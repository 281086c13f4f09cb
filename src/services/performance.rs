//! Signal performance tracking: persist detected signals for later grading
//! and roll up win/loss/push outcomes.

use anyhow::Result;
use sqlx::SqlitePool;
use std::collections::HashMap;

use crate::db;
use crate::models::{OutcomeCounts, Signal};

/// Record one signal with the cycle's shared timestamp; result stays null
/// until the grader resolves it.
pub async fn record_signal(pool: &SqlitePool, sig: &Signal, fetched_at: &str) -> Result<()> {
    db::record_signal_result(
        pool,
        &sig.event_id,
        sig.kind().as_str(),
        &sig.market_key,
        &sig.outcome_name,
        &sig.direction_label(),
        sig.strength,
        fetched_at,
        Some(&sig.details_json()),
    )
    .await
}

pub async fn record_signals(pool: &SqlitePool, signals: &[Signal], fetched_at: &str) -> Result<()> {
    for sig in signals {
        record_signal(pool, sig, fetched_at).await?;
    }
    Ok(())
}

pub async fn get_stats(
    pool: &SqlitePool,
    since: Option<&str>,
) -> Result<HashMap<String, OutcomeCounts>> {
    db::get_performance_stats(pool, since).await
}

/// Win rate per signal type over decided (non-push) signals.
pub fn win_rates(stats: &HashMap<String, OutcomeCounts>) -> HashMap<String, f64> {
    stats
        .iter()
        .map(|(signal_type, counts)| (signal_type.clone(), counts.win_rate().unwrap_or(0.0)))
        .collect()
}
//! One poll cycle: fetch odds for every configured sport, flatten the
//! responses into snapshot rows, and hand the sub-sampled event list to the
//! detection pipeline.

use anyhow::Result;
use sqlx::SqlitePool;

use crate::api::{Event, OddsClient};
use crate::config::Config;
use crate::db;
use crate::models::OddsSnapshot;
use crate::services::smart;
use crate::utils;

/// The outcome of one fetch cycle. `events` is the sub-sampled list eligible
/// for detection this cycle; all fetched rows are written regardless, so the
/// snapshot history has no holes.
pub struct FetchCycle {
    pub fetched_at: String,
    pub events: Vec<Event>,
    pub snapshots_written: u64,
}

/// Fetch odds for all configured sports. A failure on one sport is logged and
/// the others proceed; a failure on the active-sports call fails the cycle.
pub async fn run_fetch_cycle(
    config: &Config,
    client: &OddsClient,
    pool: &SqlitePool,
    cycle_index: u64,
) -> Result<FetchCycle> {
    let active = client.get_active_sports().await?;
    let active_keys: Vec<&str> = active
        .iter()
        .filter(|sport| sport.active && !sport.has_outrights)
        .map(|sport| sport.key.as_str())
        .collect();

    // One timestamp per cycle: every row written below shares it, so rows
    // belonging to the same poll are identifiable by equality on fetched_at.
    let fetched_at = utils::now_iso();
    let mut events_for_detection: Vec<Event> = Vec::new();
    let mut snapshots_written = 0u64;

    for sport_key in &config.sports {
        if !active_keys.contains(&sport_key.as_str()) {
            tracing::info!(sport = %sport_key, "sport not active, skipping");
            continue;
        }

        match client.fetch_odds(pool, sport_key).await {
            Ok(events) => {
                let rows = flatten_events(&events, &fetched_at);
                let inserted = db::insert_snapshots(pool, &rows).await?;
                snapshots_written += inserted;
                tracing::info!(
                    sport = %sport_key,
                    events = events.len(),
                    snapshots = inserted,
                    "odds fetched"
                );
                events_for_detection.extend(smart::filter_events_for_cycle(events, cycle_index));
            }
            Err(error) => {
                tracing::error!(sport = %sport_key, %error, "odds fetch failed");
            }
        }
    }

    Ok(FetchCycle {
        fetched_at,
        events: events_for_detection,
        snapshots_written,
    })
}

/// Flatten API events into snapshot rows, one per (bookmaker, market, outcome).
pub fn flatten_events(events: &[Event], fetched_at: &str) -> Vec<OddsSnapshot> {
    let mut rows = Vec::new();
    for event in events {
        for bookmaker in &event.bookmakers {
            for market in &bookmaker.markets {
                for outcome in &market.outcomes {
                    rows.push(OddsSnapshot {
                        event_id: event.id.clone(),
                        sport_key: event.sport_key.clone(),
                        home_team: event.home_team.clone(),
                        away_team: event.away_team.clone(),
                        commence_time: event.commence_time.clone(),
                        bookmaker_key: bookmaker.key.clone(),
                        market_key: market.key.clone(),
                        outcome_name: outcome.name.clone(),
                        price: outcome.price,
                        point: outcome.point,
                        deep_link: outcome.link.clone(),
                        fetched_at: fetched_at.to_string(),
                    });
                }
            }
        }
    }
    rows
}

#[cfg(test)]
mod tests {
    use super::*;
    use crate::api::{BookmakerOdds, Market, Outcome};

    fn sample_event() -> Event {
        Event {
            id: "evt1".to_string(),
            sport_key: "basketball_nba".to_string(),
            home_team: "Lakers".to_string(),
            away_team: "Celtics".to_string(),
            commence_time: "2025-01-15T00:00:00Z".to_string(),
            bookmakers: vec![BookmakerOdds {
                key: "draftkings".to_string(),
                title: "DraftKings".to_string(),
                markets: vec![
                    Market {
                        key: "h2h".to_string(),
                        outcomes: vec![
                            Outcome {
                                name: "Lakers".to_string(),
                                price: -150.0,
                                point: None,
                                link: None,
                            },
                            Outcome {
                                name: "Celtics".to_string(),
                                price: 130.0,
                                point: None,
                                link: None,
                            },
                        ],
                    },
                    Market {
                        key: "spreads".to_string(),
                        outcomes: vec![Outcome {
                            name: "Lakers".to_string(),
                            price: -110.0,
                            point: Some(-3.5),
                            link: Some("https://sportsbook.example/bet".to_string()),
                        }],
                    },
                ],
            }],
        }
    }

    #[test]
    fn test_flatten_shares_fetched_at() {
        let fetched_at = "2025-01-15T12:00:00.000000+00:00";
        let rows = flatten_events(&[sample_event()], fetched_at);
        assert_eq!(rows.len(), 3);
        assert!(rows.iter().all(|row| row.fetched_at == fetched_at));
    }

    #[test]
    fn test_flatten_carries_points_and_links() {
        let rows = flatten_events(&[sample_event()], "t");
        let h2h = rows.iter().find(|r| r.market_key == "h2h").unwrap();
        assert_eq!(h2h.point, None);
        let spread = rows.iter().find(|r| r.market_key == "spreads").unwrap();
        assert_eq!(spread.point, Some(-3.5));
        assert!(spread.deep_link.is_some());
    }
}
== == ==
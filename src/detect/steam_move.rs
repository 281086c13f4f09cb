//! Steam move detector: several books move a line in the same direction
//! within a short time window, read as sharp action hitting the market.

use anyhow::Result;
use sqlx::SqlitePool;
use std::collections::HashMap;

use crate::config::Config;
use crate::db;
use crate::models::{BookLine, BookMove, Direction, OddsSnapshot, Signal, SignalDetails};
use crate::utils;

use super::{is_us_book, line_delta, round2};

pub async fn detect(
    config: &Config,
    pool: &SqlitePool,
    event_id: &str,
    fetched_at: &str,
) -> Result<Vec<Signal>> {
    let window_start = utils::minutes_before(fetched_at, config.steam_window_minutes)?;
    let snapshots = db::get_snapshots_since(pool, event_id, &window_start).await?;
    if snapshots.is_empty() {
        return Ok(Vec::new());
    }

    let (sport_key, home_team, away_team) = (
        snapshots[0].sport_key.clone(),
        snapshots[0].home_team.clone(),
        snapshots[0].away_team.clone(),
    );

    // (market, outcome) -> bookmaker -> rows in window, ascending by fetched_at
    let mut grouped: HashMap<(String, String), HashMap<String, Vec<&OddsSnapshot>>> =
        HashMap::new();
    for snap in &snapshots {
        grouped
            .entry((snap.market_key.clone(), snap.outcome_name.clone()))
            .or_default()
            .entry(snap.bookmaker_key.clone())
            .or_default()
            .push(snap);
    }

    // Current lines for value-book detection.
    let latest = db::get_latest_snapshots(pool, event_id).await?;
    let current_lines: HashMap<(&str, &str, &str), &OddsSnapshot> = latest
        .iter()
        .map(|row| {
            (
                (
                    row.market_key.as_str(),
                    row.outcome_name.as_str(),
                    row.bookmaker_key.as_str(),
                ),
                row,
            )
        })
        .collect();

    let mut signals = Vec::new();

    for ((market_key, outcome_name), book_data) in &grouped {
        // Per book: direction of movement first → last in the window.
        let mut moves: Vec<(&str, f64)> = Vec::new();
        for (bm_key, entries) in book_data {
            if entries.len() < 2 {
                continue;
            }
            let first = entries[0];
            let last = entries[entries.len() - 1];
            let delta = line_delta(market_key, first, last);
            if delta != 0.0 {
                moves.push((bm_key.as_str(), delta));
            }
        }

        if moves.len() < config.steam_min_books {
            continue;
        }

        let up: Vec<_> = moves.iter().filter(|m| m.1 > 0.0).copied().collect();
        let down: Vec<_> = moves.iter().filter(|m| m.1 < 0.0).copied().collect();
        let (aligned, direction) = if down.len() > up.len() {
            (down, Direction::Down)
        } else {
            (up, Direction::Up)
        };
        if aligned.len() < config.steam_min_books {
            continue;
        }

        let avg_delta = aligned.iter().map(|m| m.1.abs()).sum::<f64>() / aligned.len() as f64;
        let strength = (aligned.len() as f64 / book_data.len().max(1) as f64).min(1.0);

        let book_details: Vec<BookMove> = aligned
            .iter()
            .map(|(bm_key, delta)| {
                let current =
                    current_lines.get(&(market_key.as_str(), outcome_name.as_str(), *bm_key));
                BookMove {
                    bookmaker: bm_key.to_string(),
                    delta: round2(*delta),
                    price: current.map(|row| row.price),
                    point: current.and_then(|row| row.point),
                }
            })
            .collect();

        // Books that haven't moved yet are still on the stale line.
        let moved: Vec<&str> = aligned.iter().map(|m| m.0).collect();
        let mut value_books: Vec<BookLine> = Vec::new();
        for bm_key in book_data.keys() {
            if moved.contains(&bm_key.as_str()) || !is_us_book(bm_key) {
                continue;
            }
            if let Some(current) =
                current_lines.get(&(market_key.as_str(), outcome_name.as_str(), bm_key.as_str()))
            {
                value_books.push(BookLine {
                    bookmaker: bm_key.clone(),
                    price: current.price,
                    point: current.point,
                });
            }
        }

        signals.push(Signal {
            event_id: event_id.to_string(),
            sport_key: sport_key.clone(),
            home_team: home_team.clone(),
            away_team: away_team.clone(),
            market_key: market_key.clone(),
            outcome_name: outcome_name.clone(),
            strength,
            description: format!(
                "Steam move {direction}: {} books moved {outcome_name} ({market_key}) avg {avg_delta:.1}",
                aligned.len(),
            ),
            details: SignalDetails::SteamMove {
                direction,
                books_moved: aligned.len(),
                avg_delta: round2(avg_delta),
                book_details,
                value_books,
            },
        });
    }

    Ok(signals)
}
== == ==
**Work order**
From the material above, gather all lines that include the string "entry" and copy them.

**Task result**
            .entry((snap.market_key.clone(), snap.outcome_name.clone()))
            .entry(snap.bookmaker_key.clone())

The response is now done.